(YOUR TASK) From the records below, take each line where the string "async" shows up and copy it.

Top of DATASET RECORDS

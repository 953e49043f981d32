//! # simdex — Near-Duplicate Detection over SimHash Signatures
//!
//! An in-memory index answering two query kinds over a corpus of
//! `(docid, 64-bit SimHash signature)` pairs:
//!
//! 1. **Bounded Hamming search** — all docids within Hamming distance k
//!    (k ∈ {3, 6}) of a query signature, via the permuted-table scheme of
//!    Manku, Jain & Sarma, *Detecting Near-Duplicates for Web Crawling*.
//! 2. **k-nearest-neighbour search** — the k closest signatures by Hamming
//!    distance, via a vantage-point tree.
//!
//! ## Design Principles
//!
//! 1. **Build-once, read-many**: tables are append-only until `finish()`
//!    freezes them; queries run lock-free against an immutable snapshot
//! 2. **Trait-first**: [`store::Store`] is the contract between the HTTP
//!    surface and the index variants; callers never learn which one they got
//! 3. **Exact answers**: bounded-Hamming results are exact, never sampled
//! 4. **Availability over completeness**: a corrupt compressed block reduces
//!    recall for one prefix range instead of failing the query
//!
//! ## Index Variants
//!
//! | Variant | Tables | Layout |
//! |---------|--------|--------|
//! | `Store3` | 16 | dense `(permuted hash, docid)` tables |
//! | `Store6` | 49 | dense `(permuted hash, docid)` tables |
//! | `ZStore3` / `ZStore6` | 16 / 49 | Huffman-delta compressed hash blocks + one docid table |
//! | `SmallStore3` | 4 × 2^16 | prefix-bucketed, for small corpora |

// ============================================================================
// Modules
// ============================================================================

pub mod config;
pub mod hamming;
pub mod loader;
pub mod permute;
pub mod server;
pub mod store;
pub mod table;
pub mod vptree;
pub mod zstore;

// ============================================================================
// Re-exports
// ============================================================================

pub use config::Config;
pub use loader::{Index, IndexHandle};
pub use store::Store;
pub use vptree::{Item, VpTree};

// ============================================================================
// Error Types
// ============================================================================

#[derive(Debug, thiserror::Error)]
pub enum Error {
    /// Block index beyond the compressed table's block count.
    #[error("block {0} out of range")]
    InvalidBlock(usize),

    /// Compressed bit stream ended mid-tuple.
    #[error("corrupt compressed block")]
    CorruptBlock,

    /// A query signature that is not 64 bits of hex.
    #[error("bad signature {0:?}")]
    ParseSignature(String),

    /// Store size outside the supported schedules.
    #[error("unknown store size {0} (expected 3 or 6)")]
    StoreSize(u32),

    #[error("configuration error: {0}")]
    Config(String),

    #[error("I/O error: {0}")]
    Io(#[from] std::io::Error),
}

pub type Result<T> = std::result::Result<T, Error>;
//! End-to-end HTTP surface tests: router-level, no socket.

use std::io::Write;
use std::sync::Arc;

use axum::body::Body;
use axum::http::{Request, StatusCode};
use clap::Parser;
use pretty_assertions::assert_eq;
use tower::ServiceExt;

use simdex::loader::{build_index, IndexHandle};
use simdex::server::{router, AppState};
use simdex::Config;

/// Corpus: two close signatures and one far away.
const CORPUS: &str = "\
1 00000000cafebabe
2 00000000cafebabf
3 ffffffff00000000
";

fn app(args: &[&str]) -> axum::Router {
    let mut file = tempfile::NamedTempFile::new().expect("temp file");
    file.write_all(CORPUS.as_bytes()).expect("write corpus");

    let mut argv = vec!["simdexd", "-f", file.path().to_str().expect("utf-8 path")];
    argv.extend_from_slice(args);
    let cfg = Config::parse_from(argv);
    cfg.validate().expect("valid test config");

    let index = build_index(&cfg).expect("index builds");
    let state = AppState::new(Arc::new(IndexHandle::new(index)));
    router(&cfg, state)
}

async fn get(app: &axum::Router, uri: &str) -> (StatusCode, String) {
    let response = app
        .clone()
        .oneshot(Request::builder().uri(uri).body(Body::empty()).expect("request"))
        .await
        .expect("response");
    let status = response.status();
    let bytes = axum::body::to_bytes(response.into_body(), usize::MAX)
        .await
        .expect("body");
    (status, String::from_utf8(bytes.to_vec()).expect("utf-8 body"))
}

// ============================================================================
// /search
// ============================================================================

#[tokio::test]
async fn search_returns_docids_within_distance() {
    let app = app(&[]);
    let (status, body) = get(&app, "/search?sig=00000000cafebabe").await;
    assert_eq!(status, StatusCode::OK);

    let mut ids: Vec<u64> = serde_json::from_str(&body).expect("json docid array");
    ids.sort_unstable();
    assert_eq!(ids, vec![1, 2]);
}

#[tokio::test]
async fn search_misses_return_an_empty_array() {
    let app = app(&[]);
    let (status, body) = get(&app, "/search?sig=1234567812345678").await;
    assert_eq!(status, StatusCode::OK);
    assert_eq!(body, "[]");
}

#[tokio::test]
async fn search_rejects_bad_hex() {
    let app = app(&[]);
    let (status, _) = get(&app, "/search?sig=0xGG").await;
    assert_eq!(status, StatusCode::BAD_REQUEST);
}

#[tokio::test]
async fn search_route_absent_when_store_disabled() {
    let app = app(&["--store", "false"]);
    let (status, _) = get(&app, "/search?sig=00000000cafebabe").await;
    assert_eq!(status, StatusCode::NOT_FOUND);

    // /topk still serves.
    let (status, _) = get(&app, "/topk?sig=00000000cafebabe").await;
    assert_eq!(status, StatusCode::OK);
}

// ============================================================================
// /topk
// ============================================================================

#[derive(Debug, serde::Deserialize)]
struct Row {
    id: u64,
    d: f64,
}

#[tokio::test]
async fn topk_returns_ascending_distances() {
    let app = app(&[]);
    let (status, body) = get(&app, "/topk?sig=00000000cafebabe&k=3").await;
    assert_eq!(status, StatusCode::OK);

    let rows: Vec<Row> = serde_json::from_str(&body).expect("json rows");
    assert_eq!(rows.len(), 3);
    assert_eq!(rows[0].id, 1);
    assert_eq!(rows[0].d, 0.0);
    assert_eq!(rows[1].id, 2);
    assert_eq!(rows[1].d, 1.0);
    assert!(rows[1].d <= rows[2].d);
}

#[tokio::test]
async fn topk_defaults_to_ten_results() {
    let app = app(&[]);
    let (status, body) = get(&app, "/topk?sig=00000000cafebabe").await;
    assert_eq!(status, StatusCode::OK);

    // Only three records exist, so the default k=10 is capped by the corpus.
    let rows: Vec<Row> = serde_json::from_str(&body).expect("json rows");
    assert_eq!(rows.len(), 3);
}

#[tokio::test]
async fn topk_rejects_unparseable_k() {
    let app = app(&[]);
    let (status, _) = get(&app, "/topk?sig=00000000cafebabe&k=banana").await;
    assert_eq!(status, StatusCode::BAD_REQUEST);
}

#[tokio::test]
async fn topk_rejects_bad_hex() {
    let app = app(&[]);
    let (status, _) = get(&app, "/topk?sig=zzzz").await;
    assert_eq!(status, StatusCode::BAD_REQUEST);
}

Bottom of DATASET RECORDS

(SOLUTION FOR THIS EXERCISE)
async fn get(app: &axum::Router, uri: &str) -> (StatusCode, String) {
async fn search_returns_docids_within_distance() {
async fn search_misses_return_an_empty_array() {
async fn search_rejects_bad_hex() {
async fn search_route_absent_when_store_disabled() {
async fn topk_returns_ascending_distances() {
async fn topk_defaults_to_ten_results() {
async fn topk_rejects_unparseable_k() {
async fn topk_rejects_bad_hex() {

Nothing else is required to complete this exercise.